§ **TO DO**: Write only how many lines in this data include "datetime".

§ **RECORDS FOR THE TASK**:
^^^^

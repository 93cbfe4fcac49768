use axum::{
    Extension, Json,
    extract::{Path, Query, State},
    http::StatusCode,
};
use serde::Deserialize;
use tracing::{info, warn};

use kitabee_db::Database;
use kitabee_db::clubs::{MAX_CLUB_NAME_CHARS, MAX_MESSAGE_CHARS};
use kitabee_db::models::ClubAccess;
use kitabee_db::notifications::FanoutOutcome;
use kitabee_types::api::{
    AddClubBookRequest, Claims, ClubBookResponse, ClubDetailResponse, ClubResponse,
    CreateClubRequest, MemberResponse, MessageResponse, PostMessageRequest, PostMessageResponse,
    TargetUserRequest,
};
use kitabee_types::models::ClubRole;

use crate::books::valid_book_id;
use crate::convert;
use crate::error::{ApiError, ApiResult};
use crate::state::{AppState, blocking};

#[derive(Debug, Deserialize)]
pub struct MessageQuery {
    #[serde(default = "default_limit")]
    pub limit: u32,
}

fn default_limit() -> u32 {
    50
}

/// Non-members get 404, members without the owner role get 403.
fn require_owner(db: &Database, club_id: i64, user_id: i64) -> ApiResult<ClubAccess> {
    let access = db.get_club(club_id, user_id)?.ok_or(ApiError::NotFound)?;
    if access.role != ClubRole::Owner {
        return Err(ApiError::Forbidden("only the club owner can do this"));
    }
    Ok(access)
}

pub async fn list_clubs(
    State(state): State<AppState>,
    Extension(claims): Extension<Claims>,
) -> ApiResult<Json<Vec<ClubResponse>>> {
    let clubs = blocking(&state, move |db| Ok(db.list_clubs_for(claims.sub)?)).await?;
    Ok(Json(convert::all(clubs, convert::club)))
}

pub async fn create_club(
    State(state): State<AppState>,
    Extension(claims): Extension<Claims>,
    Json(req): Json<CreateClubRequest>,
) -> ApiResult<(StatusCode, Json<ClubResponse>)> {
    let name = req.name.trim().to_string();
    if name.is_empty() || name.chars().count() > MAX_CLUB_NAME_CHARS {
        return Err(ApiError::invalid("club name must be 1-100 characters"));
    }

    let access = blocking(&state, move |db| {
        let club_id = db
            .create_club(claims.sub, &name, req.description.as_deref())?
            .ok_or_else(|| ApiError::invalid("invalid club name"))?;
        db.get_club(club_id, claims.sub)?.ok_or(ApiError::NotFound)
    })
    .await?;

    Ok((StatusCode::CREATED, Json(convert::club(access))))
}

/// Opening a club marks its message notifications read for the caller.
pub async fn get_club(
    State(state): State<AppState>,
    Extension(claims): Extension<Claims>,
    Path(club_id): Path<i64>,
) -> ApiResult<Json<ClubDetailResponse>> {
    let visit = blocking(&state, move |db| {
        db.open_club(club_id, claims.sub)?.ok_or(ApiError::NotFound)
    })
    .await?;

    Ok(Json(ClubDetailResponse {
        club: convert::club(visit.access),
        unread_messages: visit.unread_before,
    }))
}

pub async fn delete_club(
    State(state): State<AppState>,
    Extension(claims): Extension<Claims>,
    Path(club_id): Path<i64>,
) -> ApiResult<StatusCode> {
    blocking(&state, move |db| {
        require_owner(db, club_id, claims.sub)?;
        if !db.delete_club(club_id, claims.sub)? {
            return Err(anyhow::anyhow!("deletion of club {} was rolled back", club_id).into());
        }
        Ok(())
    })
    .await?;
    Ok(StatusCode::NO_CONTENT)
}

pub async fn list_members(
    State(state): State<AppState>,
    Extension(claims): Extension<Claims>,
    Path(club_id): Path<i64>,
) -> ApiResult<Json<Vec<MemberResponse>>> {
    let rows = blocking(&state, move |db| {
        db.list_members(club_id, claims.sub)?.ok_or(ApiError::NotFound)
    })
    .await?;
    Ok(Json(convert::all(rows, convert::member)))
}

/// Direct add by the owner, without an invite round trip.
pub async fn add_member(
    State(state): State<AppState>,
    Extension(claims): Extension<Claims>,
    Path(club_id): Path<i64>,
    Json(req): Json<TargetUserRequest>,
) -> ApiResult<StatusCode> {
    blocking(&state, move |db| {
        require_owner(db, club_id, claims.sub)?;
        if db.get_user_by_id(req.user_id)?.is_none() {
            return Err(ApiError::NotFound);
        }
        if !db.add_member(club_id, claims.sub, req.user_id)? {
            return Err(ApiError::Conflict("user is already a member"));
        }
        Ok(())
    })
    .await?;
    Ok(StatusCode::CREATED)
}

pub async fn remove_member(
    State(state): State<AppState>,
    Extension(claims): Extension<Claims>,
    Path((club_id, user_id)): Path<(i64, i64)>,
) -> ApiResult<StatusCode> {
    blocking(&state, move |db| {
        require_owner(db, club_id, claims.sub)?;
        if !db.remove_member(club_id, claims.sub, user_id)? {
            return Err(ApiError::NotFound);
        }
        Ok(())
    })
    .await?;
    Ok(StatusCode::NO_CONTENT)
}

pub async fn leave_club(
    State(state): State<AppState>,
    Extension(claims): Extension<Claims>,
    Path(club_id): Path<i64>,
) -> ApiResult<StatusCode> {
    blocking(&state, move |db| {
        let access = db.get_club(club_id, claims.sub)?.ok_or(ApiError::NotFound)?;
        if access.role == ClubRole::Owner {
            return Err(ApiError::Forbidden("the owner cannot leave; delete the club instead"));
        }
        if !db.leave_club(club_id, claims.sub)? {
            return Err(ApiError::NotFound);
        }
        Ok(())
    })
    .await?;
    Ok(StatusCode::NO_CONTENT)
}

pub async fn invite(
    State(state): State<AppState>,
    Extension(claims): Extension<Claims>,
    Path(club_id): Path<i64>,
    Json(req): Json<TargetUserRequest>,
) -> ApiResult<StatusCode> {
    blocking(&state, move |db| {
        require_owner(db, club_id, claims.sub)?;
        if db.get_user_by_id(req.user_id)?.is_none() {
            return Err(ApiError::NotFound);
        }
        if !db.invite_to_club(club_id, claims.sub, req.user_id)? {
            return Err(ApiError::Conflict("user is already a member or invited"));
        }
        Ok(())
    })
    .await?;
    Ok(StatusCode::CREATED)
}

pub async fn list_books(
    State(state): State<AppState>,
    Extension(claims): Extension<Claims>,
    Path(club_id): Path<i64>,
) -> ApiResult<Json<Vec<ClubBookResponse>>> {
    let rows = blocking(&state, move |db| {
        db.club_books(club_id, claims.sub)?.ok_or(ApiError::NotFound)
    })
    .await?;
    Ok(Json(convert::all(rows, convert::club_book)))
}

pub async fn add_book(
    State(state): State<AppState>,
    Extension(claims): Extension<Claims>,
    Path(club_id): Path<i64>,
    Json(req): Json<AddClubBookRequest>,
) -> ApiResult<StatusCode> {
    let book_id = req.google_book_id.trim().to_string();
    if book_id.is_empty() {
        return Err(ApiError::invalid("google_book_id is required"));
    }
    if !valid_book_id(&book_id) {
        return Err(ApiError::invalid("malformed google_book_id"));
    }
    blocking(&state, move |db| {
        if !db.add_club_book(club_id, claims.sub, &book_id)? {
            return Err(ApiError::NotFound);
        }
        Ok(())
    })
    .await?;
    Ok(StatusCode::CREATED)
}

pub async fn remove_book(
    State(state): State<AppState>,
    Extension(claims): Extension<Claims>,
    Path((club_id, book_id)): Path<(i64, String)>,
) -> ApiResult<StatusCode> {
    blocking(&state, move |db| {
        db.get_club(club_id, claims.sub)?.ok_or(ApiError::NotFound)?;
        if !db.remove_club_book(club_id, claims.sub, &book_id)? {
            return Err(ApiError::NotFound);
        }
        Ok(())
    })
    .await?;
    Ok(StatusCode::NO_CONTENT)
}

pub async fn list_messages(
    State(state): State<AppState>,
    Extension(claims): Extension<Claims>,
    Path(club_id): Path<i64>,
    Query(query): Query<MessageQuery>,
) -> ApiResult<Json<Vec<MessageResponse>>> {
    let limit = query.limit.clamp(1, 200);
    let rows = blocking(&state, move |db| {
        db.list_messages(club_id, claims.sub, limit)?.ok_or(ApiError::NotFound)
    })
    .await?;
    Ok(Json(convert::all(rows, convert::message)))
}

/// The message is stored even when notifying the other members fails;
/// `notified` is zero in that case.
pub async fn post_message(
    State(state): State<AppState>,
    Extension(claims): Extension<Claims>,
    Path(club_id): Path<i64>,
    Json(req): Json<PostMessageRequest>,
) -> ApiResult<(StatusCode, Json<PostMessageResponse>)> {
    let content = req.content.trim().to_string();
    if content.is_empty() || content.chars().count() > MAX_MESSAGE_CHARS {
        return Err(ApiError::invalid("message must be 1-2000 characters"));
    }

    let posted = blocking(&state, move |db| {
        db.post_message(club_id, claims.sub, &content)?.ok_or(ApiError::NotFound)
    })
    .await?;

    match &posted.fanout {
        FanoutOutcome::Delivered(n) => info!(
            club_id,
            message_id = posted.message_id,
            notified = *n,
            "Club message posted"
        ),
        FanoutOutcome::Failed(reason) => warn!(
            club_id,
            message_id = posted.message_id,
            "Club message posted without notifications: {}",
            reason
        ),
    }

    Ok((
        StatusCode::CREATED,
        Json(PostMessageResponse {
            message_id: posted.message_id,
            notified: posted.fanout.notified(),
        }),
    ))
}
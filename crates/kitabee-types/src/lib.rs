pub mod api;
pub mod badges;
pub mod models;
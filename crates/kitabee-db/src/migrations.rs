use anyhow::Result;
use rusqlite::Connection;
use tracing::info;

pub fn run(conn: &Connection) -> Result<()> {
    conn.execute_batch("CREATE TABLE IF NOT EXISTS schema_version (version INTEGER NOT NULL);")?;

    let version: i64 = conn.query_row(
        "SELECT COALESCE(MAX(version), 0) FROM schema_version",
        [],
        |r| r.get(0),
    )?;

    if version < 1 {
        info!("Running migration v1 (initial schema)");
        let tx = conn.unchecked_transaction()?;
        tx.execute_batch(
            "
            CREATE TABLE users (
                id                  INTEGER PRIMARY KEY AUTOINCREMENT,
                login               TEXT NOT NULL UNIQUE,
                email               TEXT NOT NULL UNIQUE,
                password_hash       TEXT NOT NULL,
                avatar              TEXT,
                is_active           INTEGER NOT NULL DEFAULT 0,
                activation_token    TEXT UNIQUE,
                reset_token         TEXT UNIQUE,
                reset_expires_at    TEXT,
                created_at          TEXT NOT NULL DEFAULT (datetime('now'))
            );

            -- user_id is the requester, friend_id the addressee
            CREATE TABLE user_friends (
                id          INTEGER PRIMARY KEY AUTOINCREMENT,
                user_id     INTEGER NOT NULL REFERENCES users(id) ON DELETE CASCADE,
                friend_id   INTEGER NOT NULL REFERENCES users(id) ON DELETE CASCADE,
                status      TEXT NOT NULL DEFAULT 'pending'
                            CHECK (status IN ('pending', 'accepted')),
                created_at  TEXT NOT NULL DEFAULT (datetime('now')),
                accepted_at TEXT,
                CHECK (user_id <> friend_id)
            );

            CREATE UNIQUE INDEX idx_user_friends_pair
                ON user_friends(min(user_id, friend_id), max(user_id, friend_id));
            CREATE INDEX idx_user_friends_addressee ON user_friends(friend_id, status);

            CREATE TABLE book_clubs (
                id          INTEGER PRIMARY KEY AUTOINCREMENT,
                owner_id    INTEGER NOT NULL REFERENCES users(id) ON DELETE CASCADE,
                name        TEXT NOT NULL,
                description TEXT,
                created_at  TEXT NOT NULL DEFAULT (datetime('now'))
            );

            CREATE TABLE book_club_members (
                club_id     INTEGER NOT NULL REFERENCES book_clubs(id) ON DELETE CASCADE,
                user_id     INTEGER NOT NULL REFERENCES users(id) ON DELETE CASCADE,
                role        TEXT NOT NULL DEFAULT 'member'
                            CHECK (role IN ('owner', 'member')),
                joined_at   TEXT NOT NULL DEFAULT (datetime('now')),
                PRIMARY KEY (club_id, user_id)
            );

            CREATE UNIQUE INDEX idx_book_club_single_owner
                ON book_club_members(club_id) WHERE role = 'owner';
            CREATE INDEX idx_book_club_members_user ON book_club_members(user_id);

            CREATE TABLE book_club_books (
                id              INTEGER PRIMARY KEY AUTOINCREMENT,
                club_id         INTEGER NOT NULL REFERENCES book_clubs(id) ON DELETE CASCADE,
                google_book_id  TEXT NOT NULL,
                added_by        INTEGER NOT NULL REFERENCES users(id) ON DELETE CASCADE,
                added_at        TEXT NOT NULL DEFAULT (datetime('now')),
                UNIQUE (club_id, google_book_id)
            );

            CREATE TABLE book_club_messages (
                id          INTEGER PRIMARY KEY AUTOINCREMENT,
                club_id     INTEGER NOT NULL REFERENCES book_clubs(id) ON DELETE CASCADE,
                user_id     INTEGER NOT NULL REFERENCES users(id) ON DELETE CASCADE,
                content     TEXT NOT NULL,
                created_at  TEXT NOT NULL DEFAULT (datetime('now'))
            );

            CREATE INDEX idx_book_club_messages_club
                ON book_club_messages(club_id, created_at);

            CREATE TABLE notifications (
                id              INTEGER PRIMARY KEY AUTOINCREMENT,
                user_id         INTEGER NOT NULL REFERENCES users(id) ON DELETE CASCADE,
                from_user_id    INTEGER NOT NULL REFERENCES users(id) ON DELETE CASCADE,
                club_id         INTEGER REFERENCES book_clubs(id) ON DELETE CASCADE,
                type            TEXT NOT NULL CHECK (type IN ('club_invite', 'club_message')),
                content         TEXT NOT NULL,
                is_read         INTEGER NOT NULL DEFAULT 0,
                created_at      TEXT NOT NULL DEFAULT (datetime('now'))
            );

            CREATE INDEX idx_notifications_recipient
                ON notifications(user_id, is_read, created_at);

            CREATE TABLE user_library (
                id              INTEGER PRIMARY KEY AUTOINCREMENT,
                user_id         INTEGER NOT NULL REFERENCES users(id) ON DELETE CASCADE,
                google_book_id  TEXT NOT NULL,
                title           TEXT,
                authors         TEXT,
                thumbnail       TEXT,
                rating          INTEGER CHECK (rating BETWEEN 1 AND 5),
                private_comment TEXT,
                added_at        TEXT NOT NULL DEFAULT (datetime('now')),
                UNIQUE (user_id, google_book_id)
            );

            CREATE TABLE user_wishlist (
                id              INTEGER PRIMARY KEY AUTOINCREMENT,
                user_id         INTEGER NOT NULL REFERENCES users(id) ON DELETE CASCADE,
                google_book_id  TEXT NOT NULL,
                title           TEXT,
                authors         TEXT,
                thumbnail       TEXT,
                added_at        TEXT NOT NULL DEFAULT (datetime('now')),
                UNIQUE (user_id, google_book_id)
            );

            CREATE TABLE badges (
                id          INTEGER PRIMARY KEY AUTOINCREMENT,
                code        TEXT NOT NULL UNIQUE,
                name        TEXT NOT NULL,
                description TEXT NOT NULL,
                icon        TEXT NOT NULL
            );

            CREATE TABLE user_badges (
                user_id     INTEGER NOT NULL REFERENCES users(id) ON DELETE CASCADE,
                badge_id    INTEGER NOT NULL REFERENCES badges(id) ON DELETE CASCADE,
                unlocked_at TEXT NOT NULL DEFAULT (datetime('now')),
                PRIMARY KEY (user_id, badge_id)
            );

            INSERT INTO schema_version (version) VALUES (1);
            ",
        )?;
        tx.commit()?;
    }

    info!("Database migrations complete");
    Ok(())
}

#[cfg(test)]
mod tests {
    use super::*;

    #[test]
    fn rerun_is_a_noop() {
        let conn = Connection::open_in_memory().unwrap();
        run(&conn).unwrap();
        run(&conn).unwrap();

        let versions: i64 = conn
            .query_row("SELECT COUNT(*) FROM schema_version", [], |r| r.get(0))
            .unwrap();
        assert_eq!(versions, 1);
    }

    #[test]
    fn failed_migration_leaves_no_partial_schema() {
        let conn = Connection::open_in_memory().unwrap();
        // clashes with a table created late in v1
        conn.execute_batch("CREATE TABLE badges (id INTEGER PRIMARY KEY);")
            .unwrap();

        assert!(run(&conn).is_err());

        let users: i64 = conn
            .query_row(
                "SELECT COUNT(*) FROM sqlite_master WHERE type = 'table' AND name = 'users'",
                [],
                |r| r.get(0),
            )
            .unwrap();
        assert_eq!(users, 0);
        let versions: i64 = conn
            .query_row("SELECT COUNT(*) FROM schema_version", [], |r| r.get(0))
            .unwrap();
        assert_eq!(versions, 0);

        conn.execute_batch("DROP TABLE badges;").unwrap();
        run(&conn).unwrap();
    }
}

^^^^

§ **ANSWER TO THIS EXERCISE**: 10